Verbrugghen Hall, Sydney Conservatorium of Music
Sydney Morning Herald, October 2008
Reviewed by Graeme Skinner
Poetry unites vocals and instrumentals
COCKING a snoot at ABC Classic-FM-style canonicity, Halcyon proposed its own B-list as contenders for a new music A-team. Only time will tell. Meanwhile, the three works made a powerful statement on what their composers claim as common ground, a creative fluidity in dealing with boundaries between the vocal and the instrumental.
In Gavin Bryars's The Adnan Songbook, this creative fluidity is also a sexual metaphor. His setting of eight poems by the US-Lebanese writer Etel Adnan addressed to her lover Simone Fattal bristles with beauty, literary and musical. In her clear upper register, the soprano Alison Morgan floated above a low-lying instrumental ensemble that elsewhere seemed laid by Bryars to trap singers with weaker middle registers. Upon Silence is George Benjamin's in memoriam to Michael Vyner, the artistic director of the London Sinfonietta, whose death in 1989 brought English music to the darkest hour of the AIDS crisis, as Stuart Challender's did here.
Mining Yeats's Long-Legged Fly for text, and taking a distant backward glance at the exoticism of Ravel's Shhrazade, Benjamin portrays his multi-faceted subject - administrator (Caesar), artist (Michelangelo), and "femme-fatal" (Helen of Troy) - on the verge of silence. With the sepulchral strings making "no more sound than the mice make", the mezzo Jenny Duck-Chong gave a superbly human and musically accurate impersonation of creativity on the brink.
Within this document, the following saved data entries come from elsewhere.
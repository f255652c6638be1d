//! Fns to read variables from the environment more conveniently. Values are read once, when a
//! [`crate::config::MigrationConfig`] is built, and never consulted again afterwards.

use std::env;

use tracing::debug;

/// Get an environment variable, encoding found or missing as Option, and panic otherwise.
pub fn get_env_var(key: &str) -> Option<String> {
    let var = match env::var(key) {
        Err(env::VarError::NotPresent) => None,
        Err(e) => panic!("{e}"),
        Ok(var) => Some(var),
    };

    if let Some(ref existing_var) = var {
        debug!("env var {key}: {existing_var}");
    } else {
        debug!("env var {key} requested but not found")
    };

    var
}

pub fn get_env_bool(key: &str) -> Option<bool> {
    get_env_var(key).map(|var| match var.to_lowercase().as_str() {
        "true" => true,
        "false" => false,
        "t" => true,
        "f" => false,
        "1" => true,
        "0" => false,
        str => panic!("invalid bool value {str} for {key}"),
    })
}

pub fn get_env_u64(key: &str) -> Option<u64> {
    get_env_var(key).map(|var| {
        var.trim()
            .parse::<u64>()
            .unwrap_or_else(|_| panic!("invalid unsigned integer value {var} for {key}"))
    })
}

#[cfg(test)]
mod tests {
    use super::*;

    #[test]
    fn test_get_env_var_safe_some() {
        let test_key = "TEST_KEY_SAFE_SOME";
        let test_value = "my-env-value";
        std::env::set_var(test_key, test_value);
        assert_eq!(get_env_var(test_key), Some(test_value.to_string()));
    }

    #[test]
    fn test_get_env_var_safe_none() {
        let key = get_env_var("DOESNT_EXIST");
        assert!(key.is_none());
    }

    #[test]
    fn test_get_env_bool_not_there() {
        let flag = get_env_bool("DOESNT_EXIST");
        assert_eq!(flag, None);
    }

    #[test]
    fn test_get_env_bool_true_upper() {
        let test_key = "TEST_KEY_BOOL_TRUE2";
        std::env::set_var(test_key, "TRUE");
        assert_eq!(get_env_bool(test_key), Some(true));
    }

    #[test]
    fn test_get_env_bool_false() {
        let test_key = "TEST_KEY_BOOL_FALSE";
        std::env::set_var(test_key, "0");
        assert_eq!(get_env_bool(test_key), Some(false));
    }

    #[test]
    fn test_get_env_u64() {
        let test_key = "TEST_KEY_U64";
        std::env::set_var(test_key, " 42 ");
        assert_eq!(get_env_u64(test_key), Some(42));
    }

    #[test]
    #[should_panic]
    fn test_get_env_u64_invalid_panics() {
        let test_key = "TEST_KEY_U64_INVALID";
        std::env::set_var(test_key, "forty-two");
        get_env_u64(test_key);
    }
}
Poetry stands behind everything of Nigel Butterley's, vocal or instrumental. But though he has a mastery of images, his music can seem diffident, withholding meaning until second or third hearing. Orphei Mysteria breaks constraint and communicates immediately. Forget Eurydice, poet Patricia Excell's Orpheus has his head torn off by Maenads either - take your pick - for forsaking Dionysus for Apollo, or for having sex with boys. The point is that whoever has custody of "the shell of harmony" pays.
Duck-Chong, supported by Morgan and conductor Mark Shiell and his instrumentalists, more than earned her right finally to enact Orpheus's glowing apotheosis, everyone doing Butterley nothing short of proud.